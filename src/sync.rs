// Copyright (c) 2025 Soumyadip Sarkar.
// All rights reserved.
//
// This source code is licensed under the license found in the
// LICENSE file in the root directory of this source tree.

//! Debounced, periodic and on-demand flushing of snapshots to a
//! [`SnapshotStore`]. The scheduler owns no timers: the caller passes the
//! current `Instant` and asks what is due. At most one sync is in flight.

use std::fmt;
use std::time::{Duration, Instant};

use anyhow::Result;
use serde::Serialize;
use tracing::{info, warn};

use crate::models::Snapshot;
use crate::persistence::SnapshotStore;

pub const DEFAULT_DEBOUNCE: Duration = Duration::from_millis(500);

#[derive(Debug, Clone, Copy, PartialEq, Eq, Serialize)]
#[serde(rename_all = "lowercase")]
pub enum SyncStatus {
    Idle,
    Syncing,
    Synced,
    Failed,
}

impl fmt::Display for SyncStatus {
    fn fmt(&self, f: &mut fmt::Formatter<'_>) -> fmt::Result {
        let s = match self {
            Self::Idle => "idle",
            Self::Syncing => "syncing",
            Self::Synced => "synced",
            Self::Failed => "failed",
        };
        f.write_str(s)
    }
}

#[derive(Debug, Clone, Copy, PartialEq, Eq)]
pub enum SyncTrigger {
    Manual,
    Debounced,
    Periodic,
}

#[derive(Debug, Clone)]
pub struct SyncScheduler {
    status: SyncStatus,
    debounce: Duration,
    interval: Option<Duration>,
    change_deadline: Option<Instant>,
    periodic_deadline: Option<Instant>,
    manual_requested: bool,
}

impl SyncScheduler {
    pub fn new(debounce: Duration) -> Self {
        Self {
            status: SyncStatus::Idle,
            debounce,
            interval: None,
            change_deadline: None,
            periodic_deadline: None,
            manual_requested: false,
        }
    }

    /// Scheduler for state that was just read from the store, and so is already synced.
    pub fn loaded(debounce: Duration, interval_minutes: u32, now: Instant) -> Self {
        let mut s = Self::new(debounce);
        s.status = SyncStatus::Synced;
        s.set_interval(interval_minutes, now);
        s
    }

    pub fn status(&self) -> SyncStatus {
        self.status
    }

    pub fn interval(&self) -> Option<Duration> {
        self.interval
    }

    pub fn has_pending_change(&self) -> bool {
        self.change_deadline.is_some()
    }

    /// Re-arms the debounce deadline; a burst of changes yields one write.
    pub fn note_change(&mut self, now: Instant) {
        self.change_deadline = Some(now + self.debounce);
    }

    /// `0` turns periodic sync off.
    pub fn set_interval(&mut self, minutes: u32, now: Instant) {
        if minutes == 0 {
            self.interval = None;
            self.periodic_deadline = None;
        } else {
            let every = Duration::from_secs(u64::from(minutes) * 60);
            self.interval = Some(every);
            self.periodic_deadline = Some(now + every);
        }
    }

    pub fn request_manual(&mut self) {
        self.manual_requested = true;
    }

    /// What should run now, if anything. Nothing is due while a sync is in flight.
    pub fn due(&self, now: Instant) -> Option<SyncTrigger> {
        if self.status == SyncStatus::Syncing {
            return None;
        }
        if self.manual_requested {
            return Some(SyncTrigger::Manual);
        }
        if self.change_deadline.is_some_and(|d| now >= d) {
            return Some(SyncTrigger::Debounced);
        }
        if self.periodic_deadline.is_some_and(|d| now >= d) {
            return Some(SyncTrigger::Periodic);
        }
        None
    }

    /// Marks a sync as started. Returns `false`, changing nothing, if one is
    /// already running.
    pub fn begin(&mut self, trigger: SyncTrigger, now: Instant) -> bool {
        if self.status == SyncStatus::Syncing {
            return false;
        }
        self.status = SyncStatus::Syncing;
        self.manual_requested = false;
        self.change_deadline = None;
        if trigger == SyncTrigger::Periodic {
            self.periodic_deadline = self.interval.map(|every| now + every);
        }
        true
    }

    pub fn finish(&mut self, outcome: &Result<()>, now: Instant) -> SyncStatus {
        self.status = match outcome {
            Ok(()) => SyncStatus::Synced,
            Err(_) => SyncStatus::Failed,
        };
        self.periodic_deadline = self.interval.map(|every| now + every);
        self.status
    }

    /// Starts a sync for `trigger`, writes `snapshot` and records the outcome.
    /// A call made while another sync is in flight is a no-op and returns
    /// `Syncing`. Failures are reported through the status only.
    pub fn run<S: SnapshotStore + ?Sized>(
        &mut self,
        trigger: SyncTrigger,
        store: &mut S,
        snapshot: Snapshot,
        now: Instant,
    ) -> SyncStatus {
        if !self.begin(trigger, now) {
            return SyncStatus::Syncing;
        }
        let outcome = store.save(&snapshot);
        match &outcome {
            Ok(()) => info!(
                ?trigger,
                transactions = snapshot.transactions.len(),
                "sync complete"
            ),
            Err(e) => warn!(?trigger, error = %e, "sync failed"),
        }
        self.finish(&outcome, now)
    }
}

impl Default for SyncScheduler {
    fn default() -> Self {
        Self::new(DEFAULT_DEBOUNCE)
    }
}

* ABOUT THIS TASK *
Nothing in the data may differ; print all of it exactly as written.

* SOLUTION FOR THIS EXERCISE *
filename src/sync.rs
// Copyright (c) 2025 Soumyadip Sarkar.
// All rights reserved.
//
// This source code is licensed under the license found in the
// LICENSE file in the root directory of this source tree.

//! Debounced, periodic and on-demand flushing of snapshots to a
//! [`SnapshotStore`]. The scheduler owns no timers: the caller passes the
//! current `Instant` and asks what is due. At most one sync is in flight.

use std::fmt;
use std::time::{Duration, Instant};

use anyhow::Result;
use serde::Serialize;
use tracing::{info, warn};

use crate::models::Snapshot;
use crate::persistence::SnapshotStore;

pub const DEFAULT_DEBOUNCE: Duration = Duration::from_millis(500);

#[derive(Debug, Clone, Copy, PartialEq, Eq, Serialize)]
#[serde(rename_all = "lowercase")]
pub enum SyncStatus {
    Idle,
    Syncing,
    Synced,
    Failed,
}

impl fmt::Display for SyncStatus {
    fn fmt(&self, f: &mut fmt::Formatter<'_>) -> fmt::Result {
        let s = match self {
            Self::Idle => "idle",
            Self::Syncing => "syncing",
            Self::Synced => "synced",
            Self::Failed => "failed",
        };
        f.write_str(s)
    }
}

#[derive(Debug, Clone, Copy, PartialEq, Eq)]
pub enum SyncTrigger {
    Manual,
    Debounced,
    Periodic,
}

#[derive(Debug, Clone)]
pub struct SyncScheduler {
    status: SyncStatus,
    debounce: Duration,
    interval: Option<Duration>,
    change_deadline: Option<Instant>,
    periodic_deadline: Option<Instant>,
    manual_requested: bool,
}

impl SyncScheduler {
    pub fn new(debounce: Duration) -> Self {
        Self {
            status: SyncStatus::Idle,
            debounce,
            interval: None,
            change_deadline: None,
            periodic_deadline: None,
            manual_requested: false,
        }
    }

    /// Scheduler for state that was just read from the store, and so is already synced.
    pub fn loaded(debounce: Duration, interval_minutes: u32, now: Instant) -> Self {
        let mut s = Self::new(debounce);
        s.status = SyncStatus::Synced;
        s.set_interval(interval_minutes, now);
        s
    }

    pub fn status(&self) -> SyncStatus {
        self.status
    }

    pub fn interval(&self) -> Option<Duration> {
        self.interval
    }

    pub fn has_pending_change(&self) -> bool {
        self.change_deadline.is_some()
    }

    /// Re-arms the debounce deadline; a burst of changes yields one write.
    pub fn note_change(&mut self, now: Instant) {
        self.change_deadline = Some(now + self.debounce);
    }

    /// `0` turns periodic sync off.
    pub fn set_interval(&mut self, minutes: u32, now: Instant) {
        if minutes == 0 {
            self.interval = None;
            self.periodic_deadline = None;
        } else {
            let every = Duration::from_secs(u64::from(minutes) * 60);
            self.interval = Some(every);
            self.periodic_deadline = Some(now + every);
        }
    }

    pub fn request_manual(&mut self) {
        self.manual_requested = true;
    }

    /// What should run now, if anything. Nothing is due while a sync is in flight.
    pub fn due(&self, now: Instant) -> Option<SyncTrigger> {
        if self.status == SyncStatus::Syncing {
            return None;
        }
        if self.manual_requested {
            return Some(SyncTrigger::Manual);
        }
        if self.change_deadline.is_some_and(|d| now >= d) {
            return Some(SyncTrigger::Debounced);
        }
        if self.periodic_deadline.is_some_and(|d| now >= d) {
            return Some(SyncTrigger::Periodic);
        }
        None
    }

    /// Marks a sync as started. Returns `false`, changing nothing, if one is
    /// already running.
    pub fn begin(&mut self, trigger: SyncTrigger, now: Instant) -> bool {
        if self.status == SyncStatus::Syncing {
            return false;
        }
        self.status = SyncStatus::Syncing;
        self.manual_requested = false;
        self.change_deadline = None;
        if trigger == SyncTrigger::Periodic {
            self.periodic_deadline = self.interval.map(|every| now + every);
        }
        true
    }

    pub fn finish(&mut self, outcome: &Result<()>, now: Instant) -> SyncStatus {
        self.status = match outcome {
            Ok(()) => SyncStatus::Synced,
            Err(_) => SyncStatus::Failed,
        };
        self.periodic_deadline = self.interval.map(|every| now + every);
        self.status
    }

    /// Starts a sync for `trigger`, writes `snapshot` and records the outcome.
    /// A call made while another sync is in flight is a no-op and returns
    /// `Syncing`. Failures are reported through the status only.
    pub fn run<S: SnapshotStore + ?Sized>(
        &mut self,
        trigger: SyncTrigger,
        store: &mut S,
        snapshot: Snapshot,
        now: Instant,
    ) -> SyncStatus {
        if !self.begin(trigger, now) {
            return SyncStatus::Syncing;
        }
        let outcome = store.save(&snapshot);
        match &outcome {
            Ok(()) => info!(
                ?trigger,
                transactions = snapshot.transactions.len(),
                "sync complete"
            ),
            Err(e) => warn!(?trigger, error = %e, "sync failed"),
        }
        self.finish(&outcome, now)
    }
}

impl Default for SyncScheduler {
    fn default() -> Self {
        Self::new(DEFAULT_DEBOUNCE)
    }
}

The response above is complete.